Membrane association (synthetic and E. coli lipid LUVs) of most DNases and the rRNase E3 was best approximated by the sigmoidal binding model with Hill coefficients centring around 1.5 for the synthetic and 1.7 for the E. coli lipids (Table 2). This indicates the involvement of positive cooperativity in the nuclease membrane association. In the absence of a receptor protein, this could arise from multiple discrete interactions of distinct binding elements on the nucleases whereby a conformational rearrangement after the initial binding event leads to further more favourable interactions. This has been described as configurational cooperativity [38]. Alternatively, the positive cooperativity could be due to protein-protein interactions between membrane-bound nucleases. In this context, acidic pH-induced partial unfolding and subsequent multimerisation of the DNase E7 in solution have been demonstrated [39]. The DNase E8 is the only DNase whose binding profile is best approximated by a hyperbolic (non-cooperative) model. It is interesting to note that the apo-E8 DNase (in the absence of metal ions) has been shown to be more conformationally compact and thermostable than the other DNases, with the apo-DNase E7 being the most unstable [40]. This difference in stability and compactness among the DNases could explain the different binding models.

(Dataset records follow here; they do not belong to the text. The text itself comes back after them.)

//! Pipeline controller: drives each requested item through generate, verify and
//! persist, retrying recoverable failures within a bounded budget.
//!
//! Item states:
//!   Generating -> Verifying -> Accepted
//!        ^            |
//!        +- Retrying -+-> Discarded (attempt budget exhausted)
//!
//! Items are independent: a batch runs them on a rayon pool, each with its own
//! `ChaCha20Rng` stream derived from the batch seed, so a seeded batch reproduces
//! exactly regardless of scheduling.

use std::sync::Arc;

use rand::SeedableRng;
use rand_chacha::ChaCha20Rng;
use rayon::prelude::*;
use serde::Serialize;
use tracing::{debug, info, instrument, warn};

use crate::assembler::Assembler;
use crate::config::{GeneratorConfig, PipelineConfig};
use crate::domain::{AcceptedQuestion, Difficulty, Domain, Outcome};
use crate::error::{GenerateError, StoreError, StoreErrorKind};
use crate::store::{PersistOutcome, QuestionStore};
use crate::util::trunc_for_log;
use crate::verifier::verify;

/// Visual prompts are whole JSON documents.
const PROMPT_LOG_LIMIT: usize = 160;

#[derive(Clone, Copy, Debug, PartialEq, Eq, Serialize)]
#[serde(rename_all = "snake_case")]
pub enum GenerationState {
  Generating,
  Verifying,
  Accepted,
  Retrying,
  Discarded,
}

/// Why an item failed after it was accepted.
#[derive(Clone, Copy, Debug, PartialEq, Eq, Serialize)]
#[serde(tag = "kind", rename_all = "snake_case")]
pub enum FailureKind {
  /// The store refused the question; `retries` transient retries were spent first.
  Storage { error: StoreErrorKind, retries: u32 },
}

/// A per-item failure that did not stop the batch.
#[derive(Clone, Debug, PartialEq, Eq, Serialize)]
pub struct ItemFailure {
  pub index: usize,
  pub id: String,
  pub kind: FailureKind,
  pub detail: String,
}

#[derive(Clone, Copy, Debug, Default, PartialEq, Eq, Serialize)]
pub struct BatchSummary {
  pub confirmed: usize,
  pub flagged: usize,
  pub discarded: usize,
  pub failed: usize,
}

#[derive(Clone, Debug, Serialize)]
pub struct BatchReport {
  pub domain: Domain,
  pub difficulty: Difficulty,
  pub seed: u64,
  pub accepted: Vec<AcceptedQuestion>,
  pub failures: Vec<ItemFailure>,
  pub summary: BatchSummary,
}

/// How one item ended.
#[derive(Debug)]
pub enum ItemResult {
  Accepted(AcceptedQuestion),
  Discarded { attempts: u32, last_reason: String },
  Failed(ItemFailure),
}

pub struct Pipeline {
  assembler: Assembler,
  store: Arc<dyn QuestionStore>,
  settings: PipelineConfig,
}

impl Pipeline {
  pub fn new(cfg: &GeneratorConfig, store: Arc<dyn QuestionStore>) -> Self {
    Pipeline { assembler: Assembler::from_config(cfg), store, settings: cfg.pipeline.clone() }
  }

  pub fn store(&self) -> &Arc<dyn QuestionStore> {
    &self.store
  }

  pub fn settings(&self) -> &PipelineConfig {
    &self.settings
  }

  /// Batch entry point. Seed comes from the config, else OS entropy.
  pub fn generate_batch(&self, domain: &str, count: usize, difficulty: u8) -> Result<BatchReport, GenerateError> {
    self.generate_batch_seeded(domain, count, difficulty, None)
  }

  /// Like `generate_batch`, with an explicit seed taking priority over the config.
  #[instrument(level = "info", skip(self))]
  pub fn generate_batch_seeded(
    &self,
    domain: &str,
    count: usize,
    difficulty: u8,
    seed: Option<u64>,
  ) -> Result<BatchReport, GenerateError> {
    let domain: Domain = domain.parse()?;
    let difficulty = Difficulty::new(difficulty)?;
    let seed = seed.or(self.settings.seed).unwrap_or_else(rand::random);

    let mut builder = rayon::ThreadPoolBuilder::new();
    if self.settings.workers > 0 {
      builder = builder.num_threads(self.settings.workers);
    }
    let pool = builder.build().map_err(|e| GenerateError::WorkerPool(e.to_string()))?;

    info!(target: "pipeline", %domain, level = difficulty.level(), count, seed, workers = pool.current_num_threads(), "Batch started");
    let results: Vec<ItemResult> = pool.install(|| {
      (0..count)
        .into_par_iter()
        .map(|index| {
          let mut rng = ChaCha20Rng::seed_from_u64(seed);
          rng.set_stream(index as u64);
          self.run_item(index, domain, difficulty, &mut rng)
        })
        .collect()
    });

    let mut report = BatchReport {
      domain,
      difficulty,
      seed,
      accepted: Vec::new(),
      failures: Vec::new(),
      summary: BatchSummary::default(),
    };
    for result in results {
      match result {
        ItemResult::Accepted(q) => {
          if q.needs_review {
            report.summary.flagged += 1;
          } else {
            report.summary.confirmed += 1;
          }
          report.accepted.push(q);
        }
        ItemResult::Discarded { .. } => report.summary.discarded += 1,
        ItemResult::Failed(f) => {
          report.summary.failed += 1;
          report.failures.push(f);
        }
      }
    }
    info!(
      target: "pipeline",
      %domain,
      confirmed = report.summary.confirmed,
      flagged = report.summary.flagged,
      discarded = report.summary.discarded,
      failed = report.summary.failed,
      "Batch finished"
    );
    Ok(report)
  }

  /// One item through the state machine, bounded by `max_attempts`.
  pub fn run_item(&self, index: usize, domain: Domain, difficulty: Difficulty, rng: &mut ChaCha20Rng) -> ItemResult {
    let max_attempts = self.settings.max_attempts.max(1);
    let mut last_reason = String::from("no attempt made");

    for attempt in 1..=max_attempts {
      transition(index, attempt, GenerationState::Generating);
      let candidate = match self.assembler.draw(domain, difficulty, rng) {
        Ok(c) => c,
        Err(e) => {
          debug!(target: "pipeline", index, attempt, reason = %e.reason, detail = %e.detail, "Assembly failed");
          last_reason = e.to_string();
          transition(index, attempt, GenerationState::Retrying);
          continue;
        }
      };

      transition(index, attempt, GenerationState::Verifying);
      let verdict = verify(&candidate);
      if verdict.outcome == Outcome::Contradicted {
        // A contradiction means a generator bug; it must stay visible.
        warn!(
          target: "pipeline",
          index,
          attempt,
          id = %candidate.id,
          prompt = %trunc_for_log(&candidate.rendered_prompt, PROMPT_LOG_LIMIT),
          notes = ?verdict.notes,
          "Verifier contradicted candidate; regenerating"
        );
        last_reason = format!("contradicted: {}", verdict.notes.join("; "));
        transition(index, attempt, GenerationState::Retrying);
        continue;
      }

      let accepted = AcceptedQuestion::from_verdict(candidate, verdict, attempt);
      return match self.persist_with_retry(&accepted) {
        Ok(outcome) => {
          transition(index, attempt, GenerationState::Accepted);
          debug!(target: "pipeline", index, id = %accepted.id(), ?outcome, needs_review = accepted.needs_review, "Item accepted");
          ItemResult::Accepted(accepted)
        }
        Err((source, retries)) => {
          let kind = FailureKind::Storage { error: source.kind(), retries };
          let detail = storage_error(&accepted, source).to_string();
          warn!(target: "pipeline", index, id = %accepted.id(), ?kind, %detail, "Storage failed for item");
          ItemResult::Failed(ItemFailure { index, id: accepted.id().to_string(), kind, detail })
        }
      };
    }

    transition(index, max_attempts, GenerationState::Discarded);
    warn!(target: "pipeline", index, %domain, attempts = max_attempts, %last_reason, "Item discarded after exhausting attempts");
    ItemResult::Discarded { attempts: max_attempts, last_reason }
  }

  /// Transient errors are retried with the same question, so the same id. The
  /// error that ends the loop comes back with the number of retries spent.
  fn persist_with_retry(&self, question: &AcceptedQuestion) -> Result<PersistOutcome, (StoreError, u32)> {
    let mut tries = 0;
    loop {
      match self.store.persist(question) {
        Ok(outcome) => return Ok(outcome),
        Err(e) if e.is_transient() && tries < self.settings.store_retries => {
          tries += 1;
          warn!(target: "store", id = %question.id(), attempt = tries, error = %e, "Transient storage failure; retrying");
        }
        Err(source) => return Err((source, tries)),
      }
    }
  }
}

fn storage_error(question: &AcceptedQuestion, source: StoreError) -> GenerateError {
  GenerateError::Storage { id: question.id().to_string(), source }
}

fn transition(index: usize, attempt: u32, state: GenerationState) {
  debug!(target: "pipeline", index, attempt, ?state, "State transition");
}

#[cfg(test)]
mod tests {
  use super::*;
  use crate::store::MemoryStore;

  fn pipeline() -> Pipeline {
    Pipeline::new(&GeneratorConfig::default(), Arc::new(MemoryStore::new()))
  }

  #[test]
  fn unknown_domain_is_fatal() {
    let err = pipeline().generate_batch("geometry", 3, 2).unwrap_err();
    assert!(matches!(err, GenerateError::UnknownDomain(ref tag) if tag == "geometry"));
  }

  #[test]
  fn invalid_difficulty_is_fatal() {
    assert!(matches!(pipeline().generate_batch("numeric_sequence", 1, 9), Err(GenerateError::InvalidDifficulty(9))));
  }

  #[test]
  fn batch_accounts_for_every_item() {
    let p = pipeline();
    let report = p.generate_batch_seeded("letter_sequence", 12, 3, Some(5)).unwrap();
    let s = report.summary;
    assert_eq!(s.confirmed + s.flagged + s.discarded + s.failed, 12);
    assert_eq!(report.accepted.len(), s.confirmed + s.flagged);
    assert_eq!(p.store().len(), report.accepted.len());
  }

  #[test]
  fn zero_count_is_an_empty_report() {
    let report = pipeline().generate_batch_seeded("cipher", 0, 1, Some(1)).unwrap();
    assert_eq!(report.summary, BatchSummary::default());
    assert!(report.accepted.is_empty());
  }
}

We also probed the full length colicin E9 for its membrane affinity and found that its KD and Hill coefficient are very similar to that of its isolated DNase domain (data not shown). This suggests that there is little or no contribution of the other domains to the membrane binding process. None of the nucleases bound to neutral LUVs (100 mol % DOPC), with the exception of the DNase E7 which bound very weakly (data not shown). This confirms the importance of electrostatic interactions in the membrane targeting process. Nuclease colicins are synthesised as high affinity heterodimeric complexes with their cognate immunity proteins in order to protect producing cells against suicide [41]. We therefore analysed the effect of immunity protein complexation on the nuclease membrane association and found that for DNases and the rRNase E3 alike, the presence of their cognate immunity protein completely abolishes their membrane association (data not shown). Charge neutralisation of the basic nucleases by the acidic immunity proteins is likely to account for this in view of the importance of electrostatic attraction in the initial membrane association. Additionally, it is possible that the immunity protein binding interface on the nucleases is precisely the region involved in their initial membrane targeting.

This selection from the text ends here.